Конверт лежал на том месте, куда его положил Колесников на глазах сообщницы. Он не предполагал фатального для себя исхода, поэтому и не перепрятал. Татьяна сунула свои откровения в карман шубы, бросила ключи на журнальный столик, а входную дверь захлопнула. По лестнице спускалась она с чувством выполненного долга, подлая душа пела от восторга. Теперь она единственная и полноправная наследница. Чтобы не встречаться лишний раз с соседями Виктора Тимофеевича, она пошла под окнами.

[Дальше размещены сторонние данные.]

//! Scan position and operator commands.

/// Whether the operator is prompted before each acquisition.
#[derive(Debug, Clone, Copy, PartialEq, Eq)]
pub enum ScanMode {
    /// Prompt before every offset.
    Manual,
    /// Acquire without prompting until the current hole is exhausted.
    Auto,
}

/// Where the executor is in the holes × offsets iteration.
#[derive(Debug, Clone, Copy, PartialEq, Eq)]
pub struct ScanCursor {
    /// Index of the hole being visited.
    pub hole_index: usize,
    /// Index of the offset within the current hole.
    pub offset_index: usize,
    /// Prompting mode; reset to manual at every hole.
    pub mode: ScanMode,
    /// Display flag toggled by the operator; survives hole changes.
    pub plotting: bool,
}

impl Default for ScanCursor {
    fn default() -> Self {
        Self {
            hole_index: 0,
            offset_index: 0,
            mode: ScanMode::Manual,
            plotting: false,
        }
    }
}

impl ScanCursor {
    /// Moves to hole `index` and rewinds the offset; prompting resumes.
    pub fn enter_hole(&mut self, index: usize) {
        debug_assert!(index >= self.hole_index);
        self.hole_index = index;
        self.offset_index = 0;
        self.mode = ScanMode::Manual;
    }

    /// Moves to offset `index` of the current hole.
    pub fn enter_offset(&mut self, index: usize) {
        debug_assert!(index >= self.offset_index);
        self.offset_index = index;
    }

    /// True when the operator must be asked before acquiring.
    pub fn needs_prompt(&self) -> bool {
        self.mode == ScanMode::Manual
    }

    /// Applies an operator command to the cursor state.
    pub fn apply(&mut self, command: OperatorCommand) {
        match command {
            OperatorCommand::Auto => self.mode = ScanMode::Auto,
            OperatorCommand::Plot => self.plotting = !self.plotting,
            OperatorCommand::Next | OperatorCommand::Exit | OperatorCommand::Proceed => {}
        }
    }
}

/// Answer to the per-offset prompt.
#[derive(Debug, Clone, Copy, PartialEq, Eq)]
pub enum OperatorCommand {
    /// Skip the remaining offsets of this hole.
    Next,
    /// Terminate the scan.
    Exit,
    /// Stop prompting until the next hole.
    Auto,
    /// Toggle the display flag.
    Plot,
    /// Anything else: acquire at this offset.
    Proceed,
}

impl OperatorCommand {
    /// Parses an answer; only exact keywords are commands.
    pub fn parse(answer: &str) -> Self {
        match answer.trim() {
            "next" => OperatorCommand::Next,
            "exit" => OperatorCommand::Exit,
            "auto" => OperatorCommand::Auto,
            "plot" => OperatorCommand::Plot,
            _ => OperatorCommand::Proceed,
        }
    }
}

Самойлова вдруг услышала хруст над головой и сообразила, что там случилось. Она рванулась было в сторону, но поскользнулась и упала. Огромных размеров сосулька похоронила ее, казалось бы, уже сбывшуюся мечту, раздробив череп.
Эпилог
«Мерседес» подкатил к недавно отстроенному коттеджу. Водитель выскочил из машины и услужливо распахнул заднюю дверцу. Из нее вышла сгорбленная старушка, опираясь на черную трость с позолоченным набалдашником.
Ее встречала на крыльце Наталья Михайловна, а вслед за ней показалась и беременная дочка.
— Как поездка в Бузулук?
— Строительство нового корпуса детского дома завершено, — устало ответила Лариса Михайловна Сметанина, с трудом преодолевая три ступеньки. — Я только перерезала ленточку, а на торжество не осталась.
— Вас уже давно дожидается адвокат, — проговорила Нина.
— Очень хорошо, — улыбнулась старушка. — Пора покончить с формальностями.
Фред Прокейн неторопливо и аккуратно разложил документы на столе.
— Лариса Михайловна, я все подготовил. Вам нужно только поставить несколько подписей, и все состояние перейдет в руки молодого поколения. — И он кивнул в сторону молодой девушки.
Сметанина склонилась над разложенными бумагами и не раздумывая ставила подписи там, где указывал адвокат.
— Вот и все, — отложила она ручку в сторону, — теперь мы с Натальей Михайловной на твоем иждивении, — обратилась она к молодой женщине.
Нина лишь потупила взор.
Лариса Михайловна повернула голову к американцу и спросила:
— Ну а ты как, Фред, не надумал остаться с нами? — повернула голову старушка к американцу.
— Я привык служить русскому хозяину… — И он многозначительно посмотрел на живот Нины.
— Иван Васильевич! — погладила живот Нина и залилась краской.
— А Россия… — продолжил Прокейн, — чем Россия хуже Америки?